___ RECORDS PROVIDED ___
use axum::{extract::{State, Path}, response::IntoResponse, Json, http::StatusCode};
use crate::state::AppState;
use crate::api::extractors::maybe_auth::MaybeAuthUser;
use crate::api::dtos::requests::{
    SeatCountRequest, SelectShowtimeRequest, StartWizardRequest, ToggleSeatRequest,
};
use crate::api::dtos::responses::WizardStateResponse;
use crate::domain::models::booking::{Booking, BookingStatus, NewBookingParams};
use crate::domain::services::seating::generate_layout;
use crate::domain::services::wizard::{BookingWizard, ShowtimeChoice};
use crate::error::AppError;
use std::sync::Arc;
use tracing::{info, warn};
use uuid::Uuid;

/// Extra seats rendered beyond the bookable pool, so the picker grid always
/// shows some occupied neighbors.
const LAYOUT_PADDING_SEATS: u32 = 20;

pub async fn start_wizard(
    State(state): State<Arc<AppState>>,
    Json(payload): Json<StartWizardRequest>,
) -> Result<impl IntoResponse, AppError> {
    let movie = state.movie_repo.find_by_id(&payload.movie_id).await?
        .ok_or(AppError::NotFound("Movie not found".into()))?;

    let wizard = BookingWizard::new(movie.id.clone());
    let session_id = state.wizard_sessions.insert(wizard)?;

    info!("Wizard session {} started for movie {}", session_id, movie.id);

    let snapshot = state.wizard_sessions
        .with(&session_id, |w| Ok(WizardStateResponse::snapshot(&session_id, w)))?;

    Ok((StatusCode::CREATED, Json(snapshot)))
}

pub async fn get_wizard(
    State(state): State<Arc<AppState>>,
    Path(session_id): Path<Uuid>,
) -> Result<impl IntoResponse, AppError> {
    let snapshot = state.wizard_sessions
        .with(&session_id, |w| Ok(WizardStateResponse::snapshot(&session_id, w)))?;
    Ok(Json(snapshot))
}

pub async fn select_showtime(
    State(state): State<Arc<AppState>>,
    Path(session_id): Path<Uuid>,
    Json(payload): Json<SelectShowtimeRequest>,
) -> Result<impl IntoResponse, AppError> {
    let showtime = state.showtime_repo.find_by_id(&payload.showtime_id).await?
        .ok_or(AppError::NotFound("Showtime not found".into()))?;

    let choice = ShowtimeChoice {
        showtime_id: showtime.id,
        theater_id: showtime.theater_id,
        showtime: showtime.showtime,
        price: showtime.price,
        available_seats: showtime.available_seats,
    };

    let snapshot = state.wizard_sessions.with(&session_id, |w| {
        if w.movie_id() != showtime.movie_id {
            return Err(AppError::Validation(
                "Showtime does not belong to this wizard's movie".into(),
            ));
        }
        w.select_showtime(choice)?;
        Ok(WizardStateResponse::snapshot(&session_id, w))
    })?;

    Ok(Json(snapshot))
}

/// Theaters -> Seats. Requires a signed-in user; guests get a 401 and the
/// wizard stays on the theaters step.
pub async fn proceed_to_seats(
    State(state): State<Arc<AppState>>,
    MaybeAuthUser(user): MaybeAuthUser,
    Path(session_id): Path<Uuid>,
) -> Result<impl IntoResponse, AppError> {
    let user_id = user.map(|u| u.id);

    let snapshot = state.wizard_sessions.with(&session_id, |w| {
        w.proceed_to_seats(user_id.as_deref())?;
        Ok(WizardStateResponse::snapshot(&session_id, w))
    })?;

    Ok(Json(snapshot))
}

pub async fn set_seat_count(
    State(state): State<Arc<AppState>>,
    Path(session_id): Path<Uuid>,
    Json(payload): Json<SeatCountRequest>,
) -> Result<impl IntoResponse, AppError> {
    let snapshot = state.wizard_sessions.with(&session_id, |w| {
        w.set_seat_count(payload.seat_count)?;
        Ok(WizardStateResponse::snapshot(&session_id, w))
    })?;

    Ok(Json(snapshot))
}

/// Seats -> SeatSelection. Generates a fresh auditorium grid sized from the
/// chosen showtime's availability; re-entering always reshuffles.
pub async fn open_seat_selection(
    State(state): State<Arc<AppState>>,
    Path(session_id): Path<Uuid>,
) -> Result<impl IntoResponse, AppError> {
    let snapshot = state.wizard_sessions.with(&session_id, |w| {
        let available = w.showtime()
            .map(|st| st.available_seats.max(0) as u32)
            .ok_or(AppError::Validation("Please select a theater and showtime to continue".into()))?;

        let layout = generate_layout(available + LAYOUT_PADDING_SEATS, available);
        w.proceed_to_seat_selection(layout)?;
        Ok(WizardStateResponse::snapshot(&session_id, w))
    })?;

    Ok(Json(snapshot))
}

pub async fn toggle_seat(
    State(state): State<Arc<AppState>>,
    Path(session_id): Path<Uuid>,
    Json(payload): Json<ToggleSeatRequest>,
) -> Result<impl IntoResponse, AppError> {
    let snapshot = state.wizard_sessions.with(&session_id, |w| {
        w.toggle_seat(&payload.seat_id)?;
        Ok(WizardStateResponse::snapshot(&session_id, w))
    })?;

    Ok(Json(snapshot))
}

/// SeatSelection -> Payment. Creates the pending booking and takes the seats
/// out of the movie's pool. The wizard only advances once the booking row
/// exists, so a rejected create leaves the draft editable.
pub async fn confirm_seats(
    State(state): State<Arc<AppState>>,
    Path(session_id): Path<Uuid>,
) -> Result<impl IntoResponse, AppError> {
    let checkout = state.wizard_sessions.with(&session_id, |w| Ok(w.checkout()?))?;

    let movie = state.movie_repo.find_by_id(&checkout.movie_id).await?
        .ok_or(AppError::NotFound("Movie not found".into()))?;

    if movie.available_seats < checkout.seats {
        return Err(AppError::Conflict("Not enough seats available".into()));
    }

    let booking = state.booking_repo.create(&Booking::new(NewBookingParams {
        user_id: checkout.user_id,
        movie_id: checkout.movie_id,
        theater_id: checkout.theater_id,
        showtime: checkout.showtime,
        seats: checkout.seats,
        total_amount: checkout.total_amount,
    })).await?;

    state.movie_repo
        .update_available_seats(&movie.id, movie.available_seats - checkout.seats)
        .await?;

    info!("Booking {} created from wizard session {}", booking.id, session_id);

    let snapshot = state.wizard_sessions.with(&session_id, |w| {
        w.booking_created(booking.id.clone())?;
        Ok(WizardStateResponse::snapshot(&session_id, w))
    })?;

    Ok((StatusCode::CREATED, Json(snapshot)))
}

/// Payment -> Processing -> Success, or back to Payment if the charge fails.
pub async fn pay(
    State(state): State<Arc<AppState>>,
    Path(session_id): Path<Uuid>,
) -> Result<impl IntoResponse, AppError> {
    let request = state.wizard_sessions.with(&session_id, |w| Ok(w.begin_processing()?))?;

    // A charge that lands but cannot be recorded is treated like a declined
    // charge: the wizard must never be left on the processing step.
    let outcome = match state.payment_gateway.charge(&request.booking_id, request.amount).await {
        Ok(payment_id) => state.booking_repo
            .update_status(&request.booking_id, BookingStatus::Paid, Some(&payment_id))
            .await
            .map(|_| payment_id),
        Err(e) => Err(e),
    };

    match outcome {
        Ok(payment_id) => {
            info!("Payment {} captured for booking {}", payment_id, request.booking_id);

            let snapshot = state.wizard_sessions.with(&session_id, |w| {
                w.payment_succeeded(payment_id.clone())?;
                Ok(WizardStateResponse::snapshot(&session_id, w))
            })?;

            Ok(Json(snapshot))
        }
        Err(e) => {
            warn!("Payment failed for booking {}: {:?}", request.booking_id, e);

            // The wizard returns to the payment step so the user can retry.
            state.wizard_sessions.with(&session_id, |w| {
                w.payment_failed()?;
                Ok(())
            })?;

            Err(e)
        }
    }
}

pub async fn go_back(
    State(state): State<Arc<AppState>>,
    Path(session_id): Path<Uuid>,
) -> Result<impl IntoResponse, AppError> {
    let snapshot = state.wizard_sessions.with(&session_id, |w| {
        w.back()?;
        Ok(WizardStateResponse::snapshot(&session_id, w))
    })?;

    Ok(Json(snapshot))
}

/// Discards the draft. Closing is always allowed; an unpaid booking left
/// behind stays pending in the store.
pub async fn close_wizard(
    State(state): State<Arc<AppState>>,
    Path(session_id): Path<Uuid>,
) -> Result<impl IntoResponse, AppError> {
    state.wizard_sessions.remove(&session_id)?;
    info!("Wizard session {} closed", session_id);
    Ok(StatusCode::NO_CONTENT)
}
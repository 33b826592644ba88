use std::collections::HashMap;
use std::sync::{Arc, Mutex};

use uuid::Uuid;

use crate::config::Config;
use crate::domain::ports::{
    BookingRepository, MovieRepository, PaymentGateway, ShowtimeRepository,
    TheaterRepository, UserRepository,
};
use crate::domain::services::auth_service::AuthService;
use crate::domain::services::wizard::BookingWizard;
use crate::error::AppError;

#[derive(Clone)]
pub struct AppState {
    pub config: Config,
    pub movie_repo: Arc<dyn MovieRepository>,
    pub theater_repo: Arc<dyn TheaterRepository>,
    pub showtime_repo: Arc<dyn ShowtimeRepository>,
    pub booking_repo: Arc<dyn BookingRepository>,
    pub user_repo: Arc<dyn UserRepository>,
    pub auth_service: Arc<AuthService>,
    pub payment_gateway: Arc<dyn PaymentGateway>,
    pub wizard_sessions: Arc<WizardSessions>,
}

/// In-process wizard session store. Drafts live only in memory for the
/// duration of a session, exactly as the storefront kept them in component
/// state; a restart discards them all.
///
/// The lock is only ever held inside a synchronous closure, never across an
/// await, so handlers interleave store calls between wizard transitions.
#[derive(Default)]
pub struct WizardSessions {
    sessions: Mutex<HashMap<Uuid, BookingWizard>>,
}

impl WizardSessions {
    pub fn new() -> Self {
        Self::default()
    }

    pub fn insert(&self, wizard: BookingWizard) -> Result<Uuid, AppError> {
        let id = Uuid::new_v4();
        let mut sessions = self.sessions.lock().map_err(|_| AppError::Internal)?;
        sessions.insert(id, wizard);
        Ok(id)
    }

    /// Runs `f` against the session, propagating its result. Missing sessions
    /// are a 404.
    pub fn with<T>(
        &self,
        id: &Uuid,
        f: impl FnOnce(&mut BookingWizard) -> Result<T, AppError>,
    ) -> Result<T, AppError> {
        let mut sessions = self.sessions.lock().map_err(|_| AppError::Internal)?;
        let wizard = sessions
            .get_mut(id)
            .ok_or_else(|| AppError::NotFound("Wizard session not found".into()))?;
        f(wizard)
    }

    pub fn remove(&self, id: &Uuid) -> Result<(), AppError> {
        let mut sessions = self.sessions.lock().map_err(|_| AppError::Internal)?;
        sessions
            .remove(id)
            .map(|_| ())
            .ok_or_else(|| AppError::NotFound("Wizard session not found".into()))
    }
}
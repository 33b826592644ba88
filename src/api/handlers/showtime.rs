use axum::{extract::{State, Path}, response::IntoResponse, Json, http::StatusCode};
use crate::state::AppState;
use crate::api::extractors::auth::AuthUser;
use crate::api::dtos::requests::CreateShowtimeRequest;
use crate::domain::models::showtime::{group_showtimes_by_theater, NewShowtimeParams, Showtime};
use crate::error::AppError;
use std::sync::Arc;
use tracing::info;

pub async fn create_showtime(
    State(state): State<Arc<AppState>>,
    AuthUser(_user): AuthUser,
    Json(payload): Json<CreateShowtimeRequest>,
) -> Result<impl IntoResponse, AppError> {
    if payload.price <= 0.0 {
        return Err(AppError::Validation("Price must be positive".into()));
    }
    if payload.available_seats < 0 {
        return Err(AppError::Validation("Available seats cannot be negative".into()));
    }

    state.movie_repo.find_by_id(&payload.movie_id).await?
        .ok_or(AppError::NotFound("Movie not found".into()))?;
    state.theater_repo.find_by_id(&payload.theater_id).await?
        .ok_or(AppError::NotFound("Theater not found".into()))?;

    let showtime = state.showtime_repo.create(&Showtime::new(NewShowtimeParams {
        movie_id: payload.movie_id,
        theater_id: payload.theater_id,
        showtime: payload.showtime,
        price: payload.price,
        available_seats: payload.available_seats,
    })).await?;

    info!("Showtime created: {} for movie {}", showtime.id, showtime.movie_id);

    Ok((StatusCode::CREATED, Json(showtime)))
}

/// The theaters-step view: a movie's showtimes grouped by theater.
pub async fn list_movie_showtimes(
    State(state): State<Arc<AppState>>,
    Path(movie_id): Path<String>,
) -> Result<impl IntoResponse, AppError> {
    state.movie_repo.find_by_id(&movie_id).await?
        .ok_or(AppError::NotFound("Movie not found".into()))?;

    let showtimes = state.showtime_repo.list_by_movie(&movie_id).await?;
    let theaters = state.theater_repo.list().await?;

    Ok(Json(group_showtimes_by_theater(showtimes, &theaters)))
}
___
AIM OF THE EXERCISE: The required output is every line above from the one with "pub showtime_repo: Arc<dyn" down to the one with "never across an", restated word for word, ends included.

SOLUTION:
    pub showtime_repo: Arc<dyn ShowtimeRepository>,
    pub booking_repo: Arc<dyn BookingRepository>,
    pub user_repo: Arc<dyn UserRepository>,
    pub auth_service: Arc<AuthService>,
    pub payment_gateway: Arc<dyn PaymentGateway>,
    pub wizard_sessions: Arc<WizardSessions>,
}

/// In-process wizard session store. Drafts live only in memory for the
/// duration of a session, exactly as the storefront kept them in component
/// state; a restart discards them all.
///
/// The lock is only ever held inside a synchronous closure, never across an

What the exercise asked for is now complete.